Так выясняется, что слово «таута» означало и знак на теле, одежде, оружии и т.п., чтобы отличать человека, то есть своего от чужого. Так становится понятно, что «таутиетис» в латышской народной песне означал именно человека, принадлежащего к своим и потому носящего соответствующий знак (тауту). Таким образом «тауту дэлс» означало члена общества, отмеченного определенным знаком. Для татуировки главным образом использовались изображения зодиакальных животных, что указывало и на принадлежность к культу, главное празднество которого было связано с групповым звездным месяцем – днем Яниса.

Вывод этот объясняет культовую организацию людей, обозначенных как «таутас», и в связи с этим появляется возможность не только более глубоко понять организацию «таутас», но и утвердить верный взгляд на возникновение дайн из культовых песен, сопровождавших церемониальные танцы.

Разумеется, не все латышские народные песни (в собрании Кр.

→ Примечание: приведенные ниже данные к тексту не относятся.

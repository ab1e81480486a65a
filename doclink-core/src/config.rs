//! Store configuration.
//!
//! [`StoreConfig`] carries the settings a [`DocumentStore`](crate::store::DocumentStore)
//! is created with. It can be built in code or deserialized from JSON:
//!
//! ```ignore
//! let config = StoreConfig::from_json(r#"{
//!     "database": "app",
//!     "uri": "mongodb://localhost:27017",
//!     "default_time_zone": "+02:00"
//! }"#)?;
//! ```

use serde::{Deserialize, Deserializer, Serialize, Serializer};

use crate::{
    error::{DocumentStoreError, DocumentStoreResult},
    value::{TimeZone, utc},
};

/// Settings for a document store.
#[derive(Debug, Clone, PartialEq, Serialize, Deserialize)]
#[serde(default)]
pub struct StoreConfig {
    /// Name of the database collections live in.
    pub database: String,
    /// Connection string for backends that connect to a server.
    pub uri: Option<String>,
    /// Time zone timestamps are presented in unless an entity overrides it.
    #[serde(serialize_with = "serialize_zone", deserialize_with = "deserialize_zone")]
    pub default_time_zone: TimeZone,
}

impl StoreConfig {
    /// Creates a configuration for `database` with no connection string and UTC timestamps.
    pub fn new(database: impl Into<String>) -> Self {
        Self {
            database: database.into(),
            ..Self::default()
        }
    }

    /// Parses a configuration from a JSON string. Missing keys take their defaults.
    ///
    /// # Errors
    ///
    /// Returns [`DocumentStoreError::Serialization`] if the JSON is malformed.
    pub fn from_json(json: &str) -> DocumentStoreResult<Self> {
        Ok(serde_json::from_str(json)?)
    }

    /// Sets the connection string.
    pub fn with_uri(mut self, uri: impl Into<String>) -> Self {
        self.uri = Some(uri.into());
        self
    }

    /// Sets the default time zone.
    pub fn with_default_time_zone(mut self, zone: TimeZone) -> Self {
        self.default_time_zone = zone;
        self
    }

    /// Returns the connection string or an initialization error if none is set.
    pub fn require_uri(&self) -> DocumentStoreResult<&str> {
        self.uri
            .as_deref()
            .ok_or_else(|| DocumentStoreError::Initialization("no connection uri configured".into()))
    }
}

impl Default for StoreConfig {
    fn default() -> Self {
        Self {
            database: "doclink".to_string(),
            uri: None,
            default_time_zone: utc(),
        }
    }
}

/// Parses an offset such as `+02:00`, `-0530`, `Z` or `UTC`.
pub fn parse_time_zone(input: &str) -> DocumentStoreResult<TimeZone> {
    let trimmed = input.trim();

    if trimmed.eq_ignore_ascii_case("z") || trimmed.eq_ignore_ascii_case("utc") {
        return Ok(utc());
    }

    trimmed
        .parse::<TimeZone>()
        .map_err(|err| DocumentStoreError::Serialization(format!("invalid time zone {input:?}: {err}")))
}

fn serialize_zone<S: Serializer>(zone: &TimeZone, serializer: S) -> Result<S::Ok, S::Error> {
    serializer.serialize_str(&zone.to_string())
}

fn deserialize_zone<'de, D: Deserializer<'de>>(deserializer: D) -> Result<TimeZone, D::Error> {
    let raw = String::deserialize(deserializer)?;

    parse_time_zone(&raw).map_err(serde::de::Error::custom)
}

#[cfg(test)]
mod tests {
    use super::*;

    #[test]
    fn defaults_fill_missing_keys() {
        let config = StoreConfig::from_json(r#"{ "database": "app" }"#).unwrap();

        assert_eq!(config.database, "app");
        assert_eq!(config.uri, None);
        assert_eq!(config.default_time_zone, utc());
    }

    #[test]
    fn time_zone_is_parsed() {
        let config = StoreConfig::from_json(r#"{ "default_time_zone": "+02:00" }"#).unwrap();

        assert_eq!(config.default_time_zone.local_minus_utc(), 2 * 3600);
        assert_eq!(config.database, "doclink");
    }

    #[test]
    fn invalid_time_zone_is_rejected() {
        assert!(StoreConfig::from_json(r#"{ "default_time_zone": "Mars/Olympus" }"#).is_err());
    }

    #[test]
    fn missing_uri_is_an_initialization_error() {
        let err = StoreConfig::new("app").require_uri().unwrap_err();

        assert!(matches!(err, DocumentStoreError::Initialization(_)));
        assert_eq!(
            StoreConfig::new("app").with_uri("mongodb://localhost").require_uri().unwrap(),
            "mongodb://localhost"
        );
    }
}
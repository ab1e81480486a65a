//! In-memory document storage backend for doclink.
//!
//! This crate provides a thread-safe, in-memory implementation of the `StoreBackend` trait.
//! It uses async-aware read-write locks for concurrent access and is ideal for development,
//! testing, and small-scale deployments.
//!
//! # Features
//!
//! - **Thread-safe access** - Concurrent reads and writes using async-aware RwLock
//! - **Filter evaluation** - Interprets the operator documents the query builder produces
//! - **Sorting and projection** - Type-ordered sorts, skip/limit, field exclusion and `$slice`
//! - **Commands** - Minimal `ping`, `count`, `drop` and `listCollections` support
//!
//! # Quick Start
//!
//! ```ignore
//! use doclink::{memory::InMemoryStore, store::DocumentStore, value::Value};
//!
//! #[tokio::main]
//! async fn main() -> Result<(), Box<dyn std::error::Error>> {
//!     let store = DocumentStore::new(InMemoryStore::new());
//!
//!     let mut user = store.entity("users", [("name", Value::from("Alice"))])?;
//!     user.save().await?;
//!
//!     let alice = store.query("users").equals("name", "Alice").find_one().await?;
//!
//!     Ok(())
//! }
//! ```

pub mod store;
pub mod evaluator;

pub use store::{InMemoryCollection, InMemoryStore, InMemoryStoreBuilder};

Барона и др.) культовые, но основное ядро их культовое, и потому в дайнах открывается заманчивый источник, помогающий исследовать не только латышскую культуру, но и общечеловеческую культуру, которую в древности объединял научный язык старого культа – алфавитный порядок, на котором строились разные языки.

Поскольку «тау» или удвоенное «таута» означает знак и именно знак креста, то, очевидно, знаком тех, кого звали «тауту дэлс» и «тауту мейта», был крест, например свастика, которая характеризует древнюю латышскую культуру. Следовательно «таутиетис» был тот, кто носил названный знак, кого он характеризовал как члена своего общества, народа. Сыны и дочери «тауту» отмечали себя особым знаком, который отличал их от людей, не имевших знака «таута». Двойное употребление названия буквы объясняется, очевидно, тем, что отделяет вечернее и утреннее созвездия, ведь это отличие совершенно естественно для солнечного календаря.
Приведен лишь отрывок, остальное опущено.